Появляются новые примитивы — отчасти сохранившие московские традиции (за пределами нового, «никитинского» петербургского искусства[49]), отчасти специально стилизованные. К первым можно отнести пропагандистские лубки старообрядцев, возникшие уже в 1725 году, сразу после смерти Петра — например, если предположить, точнее, принять версию Д. А. Ровинского (Русские народные картинки. СПб., 1881), что знаменитый лубок «Как мыши кота погребают» сатирически изображает похороны Петра[50]. Ко вторым — стилизованные парсуны Иоганна-Генриха Ведекинда. Они не слишком известны, но интересны как проявление тенденции. Ведекинд по типу — типичный безыдейный ремесленник, готовый к выполнению любых заказов, главным образом, по-видимому, копиист (но отчасти и оригинальный художник, автор замечательных по курьезности примитивных портретов короля Карла XII). Работал в Прибалтике (Ревеле, Гетеборге, Риге, Нарве), сначала шведской, потом русской, выполнял заказы петербургского двора (с 1725 года в Петербурге). Ему принадлежат как минимум два «парсунных» изображения царя Михаила Федоровича, первого царя династии Романовых, сделанные в 1728 году. Наиболее интересна копия изображения 1636 года, хранящегося в Таллиннской — тогда Ревельской — ратуше. Это — крайняя точка «возвращения»[51].

Сложно сказать, насколько целенаправленным и последовательным было это культурное «возвращение» в допетровскую эпоху. Может быть, «исчезновение» художников первого плана — петровских пенсионеров — просто сделало видимым второй (допетровский или раннепетровский) план, пласт примитивов и полупримитивов, который никуда не исчезал; Иван Адольский Большой все это время благополучно работал. С другой стороны, эти художники «исчезают» (даже если иметь в виду просто «остаются без заказов») не просто так. И проблема архаизированных изображений у европейских или почти европейских художников (Ивана Никитина и Алексея Зубова) все-таки существует.
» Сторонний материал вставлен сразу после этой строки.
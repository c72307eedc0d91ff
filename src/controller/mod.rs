//! Simulation controller - owns the update loop from slider input to chart.
//!
//! Submodules:
//! - `cycle`: dispatching prediction cycles and applying their completions
//! - `event_loop`: the session loop reacting to input events and completions
//!
//! Each input event starts an independent cycle without waiting for earlier
//! ones. Cycles run as spawned tasks and report back over a channel, so the
//! series and the render surface are only ever touched from the controller
//! itself, one completion at a time.

mod cycle;
mod event_loop;


use std::sync::Arc;

use serde::{Deserialize, Serialize};
use tokio::sync::mpsc::{unbounded_channel, UnboundedReceiver, UnboundedSender};

use crate::client::{PredictionClient, PredictionResult};
use crate::config::SimulationConfig;
use crate::features::{FeatureState, PredictionRequest, RawDisplay, Slider, SliderSet};
use crate::metrics::SessionMetrics;
use crate::prelude::Result;
use crate::render::{Clock, RenderSurface, SystemClock};
use crate::series::{BoostedPoint, RollingSeries};
use crate::transform::BoostCurve;
use crate::PredictionError;

/// Dispatch sequence number. Strictly increasing per controller.
pub type CycleId = u64;

/// How completions of overlapping cycles are reconciled.
#[derive(Debug, Clone, Copy, Default, PartialEq, Eq, Deserialize, Serialize)]
#[serde(rename_all = "snake_case")]
pub enum SequencingPolicy {
    /// Apply every successful completion in arrival order. The chart ends on
    /// whichever response resolved last, even if it was dispatched earlier.
    #[default]
    LastCompletedWins,
    /// Apply a completion only if it was dispatched after the last applied
    /// one. Late answers for superseded slider positions are dropped.
    LatestDispatchWins,
}

/// A finished cycle travelling back to the controller. Only the controller's
/// own spawned tasks build these.
#[derive(Debug, Clone)]
pub(crate) struct CycleCompletion {
    pub(crate) id: CycleId,
    /// Snapshot the request was built from
    pub(crate) request: PredictionRequest,
    pub(crate) outcome: std::result::Result<PredictionResult, PredictionError>,
}

/// What the controller did with a completion.
#[derive(Debug, Clone, PartialEq)]
pub enum CycleOutcome {
    /// Boosted point pushed and chart redrawn
    Applied { id: CycleId, point: BoostedPoint },
    /// Prediction failed; chart untouched
    Failed { id: CycleId, error: PredictionError },
    /// Superseded by a later dispatch that already landed; chart untouched
    Stale { id: CycleId, last_applied: CycleId },
}

impl CycleOutcome {
    pub fn id(&self) -> CycleId {
        match self {
            CycleOutcome::Applied { id, .. }
            | CycleOutcome::Failed { id, .. }
            | CycleOutcome::Stale { id, .. } => *id,
        }
    }
}

/// Input to the session loop.
#[derive(Debug, Clone, Copy, PartialEq)]
pub enum ControlEvent {
    /// A slider moved to `value`
    Input { slider: Slider, value: f64 },
    /// Stop accepting input, drain in-flight cycles, return
    Shutdown,
}

/// Orchestrates feature state, prediction client, boost, series and chart.
pub struct SimulationController<R: RenderSurface> {
    features: FeatureState,
    series: RollingSeries,
    client: Arc<dyn PredictionClient>,
    surface: R,
    clock: Box<dyn Clock>,
    curve: BoostCurve,
    policy: SequencingPolicy,
    next_id: CycleId,
    last_applied: Option<CycleId>,
    in_flight: usize,
    completions_tx: UnboundedSender<CycleCompletion>,
    completions_rx: UnboundedReceiver<CycleCompletion>,
    metrics: Arc<SessionMetrics>,
}

impl<R: RenderSurface> SimulationController<R> {
    /// Wire up a controller. Fails if any slider is missing or the series
    /// capacity is unusable; nothing is dispatched until [`start`](Self::start).
    pub fn new(
        sliders: SliderSet,
        simulation: &SimulationConfig,
        client: Arc<dyn PredictionClient>,
        surface: R,
    ) -> Result<Self> {
        let features = FeatureState::new(sliders)?;
        let series = RollingSeries::new(simulation.series_capacity)?;
        let (completions_tx, completions_rx) = unbounded_channel();

        Ok(Self {
            features,
            series,
            client,
            surface,
            clock: Box::new(SystemClock),
            curve: simulation.boost,
            policy: simulation.sequencing,
            next_id: 0,
            last_applied: None,
            in_flight: 0,
            completions_tx,
            completions_rx,
            metrics: Arc::new(SessionMetrics::new()),
        })
    }

    /// Replace the wall-clock label source.
    pub fn with_clock(mut self, clock: impl Clock + 'static) -> Self {
        self.clock = Box::new(clock);
        self
    }

    pub fn series(&self) -> &RollingSeries {
        &self.series
    }

    pub fn surface(&self) -> &R {
        &self.surface
    }

    pub fn features(&self) -> &FeatureState {
        &self.features
    }

    pub fn display(&self) -> &RawDisplay {
        self.features.display()
    }

    pub fn policy(&self) -> SequencingPolicy {
        self.policy
    }

    pub fn in_flight(&self) -> usize {
        self.in_flight
    }

    pub fn last_applied(&self) -> Option<CycleId> {
        self.last_applied
    }

    pub fn metrics(&self) -> Arc<SessionMetrics> {
        Arc::clone(&self.metrics)
    }
}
Проблема Ивана Никитина — и его подписного коронационного «Родословного древа русских царей» (1731, ГРМ)[52], вещи, абсолютно архаической по художественному языку (даже не парсунной, а иконной), — вызывает наибольшие споры в специальной литературе. Г. Е. Лебедев не сомневается в его авторстве: «Никитин, бывший до этого наиболее из всех „европейцем“ по приемам и методам своей живописи, стал ярым и последовательным сторонником византинизма»[53]. Т. А. Лебедева в своей книге о Никитине просто не упоминает эту вещь вообще. Н. М. Молева, доказывая, что автор «Петра в круге» и «Напольного гетмана» не мог быть автором «Древа», находит в документах поздней петровской эпохи второго Ивана Никитина (Никитина с Партикулярной верфи, умершего в 1729 году). С. О. Андросов находит третьего Ивана Никитина (скромного ремесленника из Москвы).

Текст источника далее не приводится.